В очень важном для Есенина трактате “Ключи Марии”, написанном осенью 1918 года, он описывает русский орнамент и борется с орнамен-тальностью в поэзии. По Есенину, каждый элемент в русском орнаменте, каждая вещь в крестьянском обиходе есть знак устремления вдаль: “Все наши коньки на крышах, петухи на ставнях, голуби на князьке крыльца, цветы на постельном и тельном белье вместе с полотенцами носят не простой характер узорочья, это великая значная эпопея исходу мира и назначению человека”[418]. Обнаруживая “динамику” даже в узоре, Есенин тем сильнее порицает застывший узор в поэзии. Так поэт отталкивается не только от “изографа”[419] Клюева, но и от собственной старой поэтики – узорчатой, орнаментальной.

Задача Есенина после Февраля – привести образ, слово в движение. Согласно иерархии образов, выстроенной в “Ключах Марии”, “заставочный” (статичный) образ соответствует старому миру, “ангелический” (“пробитие из… образа какого-нибудь окна”[420]) – переходному периоду, “корабельный” же (движущийся, плывущий) – подлинно революционен. Революция должна помочь поэту уплыть на “корабельном” образе от “заставочного” – в новый мир как новый смысл. Именно об этой – словесной – революции Есенин и говорит все время, даже когда выступает на политическом митинге: “Революция… это ворон… ворон, которого мы выпускаем из своей головы… на разведку… Будущее больше…”[421]

Что же это за будущее? Куда должен долететь этот ворон? Это Есенин объясняет сбивчиво и туманно: важно выпустить “ворона” слова, а уж он куда-нибудь долетит, важно сдвинуть образ – и он к чему-нибудь вывезет. Блок записывает за Есениным 3 января 1918 года (в период работы над “Инонией”):

Образ творчества: схватить, прокусить.

Налимы, видя отражение луны на льду, присасываются ко льду снизу и сосут: прососали, а луна убежала на небо.

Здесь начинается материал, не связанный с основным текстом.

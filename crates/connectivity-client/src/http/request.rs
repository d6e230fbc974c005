//! Outgoing request value handed to callbacks, auth managers and the transport.

use reqwest::Method;
use reqwest::header::{AUTHORIZATION, HeaderMap, HeaderName, HeaderValue};

use crate::error::{Error, Result};

/// Encoded request payload.
#[derive(Debug, Clone, Default, PartialEq, Eq)]
pub enum RequestBody {
    #[default]
    Empty,
    /// Serialized JSON document
    Json(String),
    /// Flattened `application/x-www-form-urlencoded` pairs, in send order
    Form(Vec<(String, String)>),
}

impl RequestBody {
    /// `content-type` implied by the body, if any.
    pub fn content_type(&self) -> Option<&'static str> {
        match self {
            RequestBody::Empty => None,
            RequestBody::Json(_) => Some("application/json"),
            RequestBody::Form(_) => Some("application/x-www-form-urlencoded"),
        }
    }

    /// Wire form of the body.
    pub fn encode(&self) -> Option<String> {
        match self {
            RequestBody::Empty => None,
            RequestBody::Json(json) => Some(json.clone()),
            RequestBody::Form(pairs) => Some(
                url::form_urlencoded::Serializer::new(String::new())
                    .extend_pairs(pairs.iter())
                    .finish(),
            ),
        }
    }
}

/// Fully resolved HTTP request.
#[derive(Debug, Clone)]
pub struct HttpRequest {
    pub method: Method,
    pub url: String,
    pub headers: HeaderMap,
    pub body: RequestBody,
}

impl HttpRequest {
    pub fn new(method: Method, url: impl Into<String>) -> Self {
        Self {
            method,
            url: url.into(),
            headers: HeaderMap::new(),
            body: RequestBody::Empty,
        }
    }

    /// Header value as text, if present and valid UTF-8.
    pub fn header(&self, name: &str) -> Option<&str> {
        self.headers.get(name).and_then(|v| v.to_str().ok())
    }

    /// Insert or replace a header. `authorization` values are marked
    /// sensitive so they never show up in `Debug` output.
    pub fn set_header(&mut self, name: &str, value: &str) -> Result<()> {
        let name = HeaderName::from_bytes(name.as_bytes())
            .map_err(|e| Error::InvalidRequest(format!("invalid header name {name:?}: {e}")))?;
        let mut value = HeaderValue::from_str(value)
            .map_err(|e| Error::InvalidRequest(format!("invalid value for header {name}: {e}")))?;
        if name == AUTHORIZATION {
            value.set_sensitive(true);
        }
        self.headers.insert(name, value);
        Ok(())
    }

    /// Form pairs of the body, empty unless it is a form body.
    pub fn form(&self) -> &[(String, String)] {
        match &self.body {
            RequestBody::Form(pairs) => pairs,
            _ => &[],
        }
    }
}
//! Connectivity management API client
//!
//! Authenticates with the OAuth2 client-credentials grant and issues
//! bearer-authenticated REST calls against the connectivity management
//! service. The crate is a standalone library; `services/connectivity-cli`
//! is a thin bootstrap binary on top of it.
//!
//! Request flow:
//! 1. `ClientConfig` is validated and turned into a `ConnectivityClient`
//! 2. The client installs a `ClientCredentialsAuthManager` under the `"global"` scope
//! 3. `fetch_token()` exchanges the client id/secret for a bearer token
//!    at `{oauth server}/oauth2/token`
//! 4. Controllers build an `ApiCall`; the `Dispatcher` resolves the base URL,
//!    stamps the bearer token, sends the request and classifies the response
//! 5. Rebuilding via `to_config()` keeps the fetched token when credentials
//!    are unchanged

pub mod auth;
pub mod blocking;
pub mod client;
pub mod config;
pub mod controllers;
pub mod error;
pub mod http;
pub mod metrics;
pub mod models;
pub mod server;

#[cfg(test)]
mod test_support;

use std::future::Future;
use std::pin::Pin;

pub use auth::{
    AuthManager, AuthManagers, ClientCredentialsAuthManager, Credentials, GLOBAL_SCOPE,
    OAuthToken, TokenIssuer,
};
pub use client::ConnectivityClient;
pub use common::Secret;
pub use config::ClientConfig;
pub use controllers::{ApiCall, Dispatcher, OAuthAuthorizationController, SessionController};
pub use error::{
    ApiError, AuthError, Error, OAuthFailure, OAuthProviderError, RestErrorResponse, Result,
};
pub use http::{
    ArraySerialization, FormFields, HttpCallback, HttpClientConfig, HttpContext, HttpRequest,
    HttpResponse, HttpTransport, RequestBody, ReqwestTransport, ResponseRecorder,
};
pub use models::{LogInRequest, LogInResponse};
pub use server::{Environment, Server};
pub use tokio_util::sync::CancellationToken;

/// Boxed future used at the trait seams (`AuthManager`, `TokenIssuer`,
/// `HttpTransport`) so they stay dyn-compatible.
pub type BoxFuture<'a, T> = Pin<Box<dyn Future<Output = T> + Send + 'a>>;

/// Header carrying the service-session token on every call.
pub const SESSION_TOKEN_HEADER: &str = "VZ-M2M-Token";

/// Default `user-agent` sent when `HttpClientConfig::user_agent` is unset.
pub const USER_AGENT: &str = concat!("connectivity-client-rust/", env!("CARGO_PKG_VERSION"));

Налиму выплеснуться до луны.

Жадный окунь с плотвой: плотва во рту больше его ростом, он не может проглотить, она уж его тащит за собой, не он ее[422].

Вот так же в свой период “бури и натиска” (1917–1918 годы) Есенин присасывается к слову в искренней надежде, что оно “доплеснет” его до луны, вгрызается в слово, веря, что оно вытащит его к чему-то неведомому, лучшему.

В словаре Б. П. Козьмина рассмотренный в этой главе период биографии Есенина представлен следующим образом: “В революцию дезертировал из армии Керенского. Работал с эсэрами, при расколе партии пошел с левой группой и в Октябре был в их боевой дружине”[423].